» What is needed
Determine how many lines in the data below contain "nContent" and write only that number.
═════ Record set ═════
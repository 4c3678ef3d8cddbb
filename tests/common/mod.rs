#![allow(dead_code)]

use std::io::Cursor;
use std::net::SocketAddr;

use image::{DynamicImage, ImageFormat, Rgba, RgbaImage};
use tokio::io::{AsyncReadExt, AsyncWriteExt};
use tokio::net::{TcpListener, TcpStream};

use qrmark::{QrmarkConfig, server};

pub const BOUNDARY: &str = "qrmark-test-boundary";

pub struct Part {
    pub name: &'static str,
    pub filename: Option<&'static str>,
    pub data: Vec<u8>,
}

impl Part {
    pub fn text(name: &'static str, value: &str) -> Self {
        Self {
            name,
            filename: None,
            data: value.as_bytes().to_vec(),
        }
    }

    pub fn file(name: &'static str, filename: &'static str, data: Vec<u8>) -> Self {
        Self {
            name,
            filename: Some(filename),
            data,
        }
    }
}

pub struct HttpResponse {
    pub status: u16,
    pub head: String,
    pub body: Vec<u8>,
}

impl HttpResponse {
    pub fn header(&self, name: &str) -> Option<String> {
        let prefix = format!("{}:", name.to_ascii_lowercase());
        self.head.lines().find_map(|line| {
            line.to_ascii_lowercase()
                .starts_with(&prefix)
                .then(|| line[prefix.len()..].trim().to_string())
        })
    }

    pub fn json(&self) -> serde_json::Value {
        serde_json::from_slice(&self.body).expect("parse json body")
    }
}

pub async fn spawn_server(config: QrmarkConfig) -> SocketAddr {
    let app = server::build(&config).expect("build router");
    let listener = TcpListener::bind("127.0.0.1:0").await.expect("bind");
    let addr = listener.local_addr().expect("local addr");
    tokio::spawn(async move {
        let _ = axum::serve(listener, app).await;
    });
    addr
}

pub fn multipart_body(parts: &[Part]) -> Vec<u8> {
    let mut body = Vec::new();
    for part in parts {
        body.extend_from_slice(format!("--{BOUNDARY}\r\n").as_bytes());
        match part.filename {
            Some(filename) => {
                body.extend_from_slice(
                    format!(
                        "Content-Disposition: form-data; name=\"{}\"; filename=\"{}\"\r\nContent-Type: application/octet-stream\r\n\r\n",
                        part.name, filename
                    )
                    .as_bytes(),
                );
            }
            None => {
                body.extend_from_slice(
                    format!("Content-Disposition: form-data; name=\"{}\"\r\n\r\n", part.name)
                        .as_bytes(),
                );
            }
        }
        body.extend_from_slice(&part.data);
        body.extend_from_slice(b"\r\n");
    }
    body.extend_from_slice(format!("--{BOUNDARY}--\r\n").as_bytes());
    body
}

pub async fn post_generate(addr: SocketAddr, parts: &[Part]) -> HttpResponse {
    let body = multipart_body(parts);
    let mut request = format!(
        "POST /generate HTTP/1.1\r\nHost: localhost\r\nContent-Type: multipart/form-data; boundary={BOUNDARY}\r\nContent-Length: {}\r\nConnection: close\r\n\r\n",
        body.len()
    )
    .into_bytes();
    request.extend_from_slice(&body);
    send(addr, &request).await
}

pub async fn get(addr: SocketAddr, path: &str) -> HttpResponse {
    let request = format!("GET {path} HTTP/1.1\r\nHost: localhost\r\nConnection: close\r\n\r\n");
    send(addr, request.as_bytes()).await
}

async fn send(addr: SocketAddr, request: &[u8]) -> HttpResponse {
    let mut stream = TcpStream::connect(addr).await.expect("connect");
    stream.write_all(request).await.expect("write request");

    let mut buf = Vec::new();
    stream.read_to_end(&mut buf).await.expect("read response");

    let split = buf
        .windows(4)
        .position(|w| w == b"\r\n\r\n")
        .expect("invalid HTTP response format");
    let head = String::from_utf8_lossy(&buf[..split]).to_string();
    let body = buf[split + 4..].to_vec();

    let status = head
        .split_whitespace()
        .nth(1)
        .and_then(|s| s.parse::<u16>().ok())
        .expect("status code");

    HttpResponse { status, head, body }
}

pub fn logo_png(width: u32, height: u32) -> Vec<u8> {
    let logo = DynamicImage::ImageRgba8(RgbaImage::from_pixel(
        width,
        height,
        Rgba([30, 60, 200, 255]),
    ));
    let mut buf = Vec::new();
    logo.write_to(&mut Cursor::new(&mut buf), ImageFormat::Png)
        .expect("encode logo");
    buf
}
═════
» Answer box
2